(Saved entries)
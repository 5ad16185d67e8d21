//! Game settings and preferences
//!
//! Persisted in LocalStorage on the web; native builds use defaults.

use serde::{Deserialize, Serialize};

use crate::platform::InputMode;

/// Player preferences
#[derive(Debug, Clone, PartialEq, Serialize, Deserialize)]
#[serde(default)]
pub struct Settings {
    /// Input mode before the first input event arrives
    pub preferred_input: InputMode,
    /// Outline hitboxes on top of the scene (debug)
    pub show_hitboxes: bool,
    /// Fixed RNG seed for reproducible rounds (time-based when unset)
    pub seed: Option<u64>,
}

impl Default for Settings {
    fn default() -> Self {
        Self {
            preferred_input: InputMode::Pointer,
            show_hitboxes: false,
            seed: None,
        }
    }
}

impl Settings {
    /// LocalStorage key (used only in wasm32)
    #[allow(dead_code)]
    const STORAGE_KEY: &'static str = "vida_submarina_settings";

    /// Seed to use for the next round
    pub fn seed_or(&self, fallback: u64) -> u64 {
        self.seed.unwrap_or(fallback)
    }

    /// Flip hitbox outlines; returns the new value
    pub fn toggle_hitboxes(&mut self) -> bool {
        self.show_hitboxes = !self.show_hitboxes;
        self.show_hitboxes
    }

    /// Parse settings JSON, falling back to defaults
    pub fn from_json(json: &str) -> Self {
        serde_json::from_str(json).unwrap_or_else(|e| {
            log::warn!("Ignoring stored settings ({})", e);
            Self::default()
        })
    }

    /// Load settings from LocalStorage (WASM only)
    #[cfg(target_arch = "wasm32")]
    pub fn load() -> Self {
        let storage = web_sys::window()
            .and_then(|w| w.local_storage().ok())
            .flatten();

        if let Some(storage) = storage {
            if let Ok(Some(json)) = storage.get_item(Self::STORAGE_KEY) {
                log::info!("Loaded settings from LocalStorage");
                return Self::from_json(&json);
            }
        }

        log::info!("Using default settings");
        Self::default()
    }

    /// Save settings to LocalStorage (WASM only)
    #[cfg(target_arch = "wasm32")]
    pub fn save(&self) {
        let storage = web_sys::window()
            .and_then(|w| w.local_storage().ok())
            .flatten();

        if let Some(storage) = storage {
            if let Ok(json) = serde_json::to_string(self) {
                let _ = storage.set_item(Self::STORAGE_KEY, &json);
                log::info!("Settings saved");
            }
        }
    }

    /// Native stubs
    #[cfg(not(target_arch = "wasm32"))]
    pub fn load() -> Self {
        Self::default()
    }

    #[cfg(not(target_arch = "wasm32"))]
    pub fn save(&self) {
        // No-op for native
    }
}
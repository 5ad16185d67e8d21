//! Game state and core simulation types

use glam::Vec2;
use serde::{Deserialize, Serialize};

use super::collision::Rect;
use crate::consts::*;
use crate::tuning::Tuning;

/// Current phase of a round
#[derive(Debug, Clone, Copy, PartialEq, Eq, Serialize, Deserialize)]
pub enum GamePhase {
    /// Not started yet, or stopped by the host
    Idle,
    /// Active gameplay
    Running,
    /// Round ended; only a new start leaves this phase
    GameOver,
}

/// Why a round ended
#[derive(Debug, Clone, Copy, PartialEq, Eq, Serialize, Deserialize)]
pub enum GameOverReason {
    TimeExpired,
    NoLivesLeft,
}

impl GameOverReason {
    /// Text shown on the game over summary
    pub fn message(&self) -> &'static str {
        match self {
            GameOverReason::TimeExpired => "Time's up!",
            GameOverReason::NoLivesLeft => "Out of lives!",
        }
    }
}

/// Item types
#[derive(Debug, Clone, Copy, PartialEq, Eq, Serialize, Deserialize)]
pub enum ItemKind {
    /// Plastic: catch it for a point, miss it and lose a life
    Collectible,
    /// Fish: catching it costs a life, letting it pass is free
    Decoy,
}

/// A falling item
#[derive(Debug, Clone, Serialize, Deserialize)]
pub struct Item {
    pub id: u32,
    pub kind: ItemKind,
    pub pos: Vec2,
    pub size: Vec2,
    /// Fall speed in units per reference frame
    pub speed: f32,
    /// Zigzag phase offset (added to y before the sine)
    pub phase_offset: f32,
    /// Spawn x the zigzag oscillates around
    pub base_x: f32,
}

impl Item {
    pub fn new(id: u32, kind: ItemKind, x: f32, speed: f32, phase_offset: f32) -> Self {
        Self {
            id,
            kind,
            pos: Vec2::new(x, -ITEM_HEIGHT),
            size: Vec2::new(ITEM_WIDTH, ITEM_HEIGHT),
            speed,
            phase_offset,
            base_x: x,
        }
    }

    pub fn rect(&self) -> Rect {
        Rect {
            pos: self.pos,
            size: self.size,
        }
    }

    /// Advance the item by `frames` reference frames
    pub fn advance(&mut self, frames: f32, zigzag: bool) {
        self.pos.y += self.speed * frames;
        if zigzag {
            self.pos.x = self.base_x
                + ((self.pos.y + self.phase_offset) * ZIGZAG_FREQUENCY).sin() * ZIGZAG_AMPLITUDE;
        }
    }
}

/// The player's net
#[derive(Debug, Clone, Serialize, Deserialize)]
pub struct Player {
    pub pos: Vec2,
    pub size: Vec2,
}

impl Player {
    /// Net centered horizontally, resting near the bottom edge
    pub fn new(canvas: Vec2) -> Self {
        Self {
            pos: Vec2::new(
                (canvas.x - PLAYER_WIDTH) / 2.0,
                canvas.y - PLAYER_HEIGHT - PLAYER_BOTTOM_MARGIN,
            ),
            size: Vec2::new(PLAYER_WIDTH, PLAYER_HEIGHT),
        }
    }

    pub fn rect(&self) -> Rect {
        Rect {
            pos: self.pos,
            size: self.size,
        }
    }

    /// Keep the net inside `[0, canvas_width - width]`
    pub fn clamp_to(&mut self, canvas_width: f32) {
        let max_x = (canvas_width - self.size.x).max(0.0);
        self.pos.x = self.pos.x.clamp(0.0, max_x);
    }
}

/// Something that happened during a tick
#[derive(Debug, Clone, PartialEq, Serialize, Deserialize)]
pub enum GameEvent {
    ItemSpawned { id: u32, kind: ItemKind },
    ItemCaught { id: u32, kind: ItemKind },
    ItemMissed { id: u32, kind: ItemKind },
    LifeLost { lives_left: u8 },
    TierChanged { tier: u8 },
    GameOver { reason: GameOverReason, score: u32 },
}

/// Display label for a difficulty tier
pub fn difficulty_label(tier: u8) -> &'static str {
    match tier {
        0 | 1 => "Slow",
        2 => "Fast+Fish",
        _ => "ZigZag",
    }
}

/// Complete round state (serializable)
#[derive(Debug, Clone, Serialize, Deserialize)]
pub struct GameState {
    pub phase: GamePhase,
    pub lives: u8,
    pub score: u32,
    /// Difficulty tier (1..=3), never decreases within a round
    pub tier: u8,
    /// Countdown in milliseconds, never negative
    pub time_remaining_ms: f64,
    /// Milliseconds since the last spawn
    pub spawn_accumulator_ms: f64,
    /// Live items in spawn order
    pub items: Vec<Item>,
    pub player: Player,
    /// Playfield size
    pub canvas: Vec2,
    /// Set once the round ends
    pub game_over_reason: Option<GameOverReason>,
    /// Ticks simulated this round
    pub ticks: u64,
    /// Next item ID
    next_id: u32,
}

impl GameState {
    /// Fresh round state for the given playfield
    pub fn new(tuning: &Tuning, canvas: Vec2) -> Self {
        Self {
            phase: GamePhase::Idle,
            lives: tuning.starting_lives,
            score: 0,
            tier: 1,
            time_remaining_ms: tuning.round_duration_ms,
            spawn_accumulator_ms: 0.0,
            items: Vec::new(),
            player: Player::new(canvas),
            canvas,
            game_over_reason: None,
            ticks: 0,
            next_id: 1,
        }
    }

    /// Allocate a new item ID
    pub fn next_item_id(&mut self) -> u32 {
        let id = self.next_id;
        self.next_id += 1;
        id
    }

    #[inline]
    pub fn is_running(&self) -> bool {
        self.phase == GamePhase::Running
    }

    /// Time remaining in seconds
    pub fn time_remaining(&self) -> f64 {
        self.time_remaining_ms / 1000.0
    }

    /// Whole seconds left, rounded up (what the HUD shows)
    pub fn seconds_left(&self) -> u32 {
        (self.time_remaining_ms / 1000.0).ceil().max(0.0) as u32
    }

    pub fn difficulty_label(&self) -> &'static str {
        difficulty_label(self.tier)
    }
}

* _What this task involves_
Reprint exactly the lines above that start at the one with "self.pos.y += self.speed * frames;" and end at the one with "The player's net", keeping both and adding none.

* _Solution to the exercise_
        self.pos.y += self.speed * frames;
        if zigzag {
            self.pos.x = self.base_x
                + ((self.pos.y + self.phase_offset) * ZIGZAG_FREQUENCY).sin() * ZIGZAG_AMPLITUDE;
        }
    }
}

/// The player's net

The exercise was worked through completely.